● WORK REQUEST: Exactly the lines from the opening of the data through the line containing "assert_eq!(frame.dimensions(), (64, 32));" should be reproduced, please, with nothing added.

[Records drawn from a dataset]
►
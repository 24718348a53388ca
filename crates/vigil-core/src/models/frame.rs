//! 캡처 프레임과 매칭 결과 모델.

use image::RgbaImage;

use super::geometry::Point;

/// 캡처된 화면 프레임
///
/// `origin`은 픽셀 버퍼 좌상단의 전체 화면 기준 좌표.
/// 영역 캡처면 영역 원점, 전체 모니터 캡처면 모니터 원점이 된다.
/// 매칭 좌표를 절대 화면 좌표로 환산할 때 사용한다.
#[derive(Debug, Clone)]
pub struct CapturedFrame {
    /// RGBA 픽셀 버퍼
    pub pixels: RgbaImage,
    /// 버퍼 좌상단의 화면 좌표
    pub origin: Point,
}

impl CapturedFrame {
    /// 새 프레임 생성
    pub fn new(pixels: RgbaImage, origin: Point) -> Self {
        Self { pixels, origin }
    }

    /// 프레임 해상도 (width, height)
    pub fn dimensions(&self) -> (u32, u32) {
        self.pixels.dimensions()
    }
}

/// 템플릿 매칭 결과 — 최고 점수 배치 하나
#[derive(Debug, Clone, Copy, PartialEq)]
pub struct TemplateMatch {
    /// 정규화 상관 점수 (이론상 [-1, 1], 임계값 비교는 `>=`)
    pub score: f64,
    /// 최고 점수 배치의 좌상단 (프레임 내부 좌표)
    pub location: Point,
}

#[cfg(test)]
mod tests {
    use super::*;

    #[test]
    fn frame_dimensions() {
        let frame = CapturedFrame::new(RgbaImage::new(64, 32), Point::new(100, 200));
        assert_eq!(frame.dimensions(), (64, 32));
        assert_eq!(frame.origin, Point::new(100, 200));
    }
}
◄
● WRITTEN REPLY:
repository 24718348a53388ca
filename crates/vigil-core/src/models/frame.rs
//! 캡처 프레임과 매칭 결과 모델.

use image::RgbaImage;

use super::geometry::Point;

/// 캡처된 화면 프레임
///
/// `origin`은 픽셀 버퍼 좌상단의 전체 화면 기준 좌표.
/// 영역 캡처면 영역 원점, 전체 모니터 캡처면 모니터 원점이 된다.
/// 매칭 좌표를 절대 화면 좌표로 환산할 때 사용한다.
#[derive(Debug, Clone)]
pub struct CapturedFrame {
    /// RGBA 픽셀 버퍼
    pub pixels: RgbaImage,
    /// 버퍼 좌상단의 화면 좌표
    pub origin: Point,
}

impl CapturedFrame {
    /// 새 프레임 생성
    pub fn new(pixels: RgbaImage, origin: Point) -> Self {
        Self { pixels, origin }
    }

    /// 프레임 해상도 (width, height)
    pub fn dimensions(&self) -> (u32, u32) {
        self.pixels.dimensions()
    }
}

/// 템플릿 매칭 결과 — 최고 점수 배치 하나
#[derive(Debug, Clone, Copy, PartialEq)]
pub struct TemplateMatch {
    /// 정규화 상관 점수 (이론상 [-1, 1], 임계값 비교는 `>=`)
    pub score: f64,
    /// 최고 점수 배치의 좌상단 (프레임 내부 좌표)
    pub location: Point,
}

#[cfg(test)]
mod tests {
    use super::*;

    #[test]
    fn frame_dimensions() {
        let frame = CapturedFrame::new(RgbaImage::new(64, 32), Point::new(100, 200));
        assert_eq!(frame.dimensions(), (64, 32));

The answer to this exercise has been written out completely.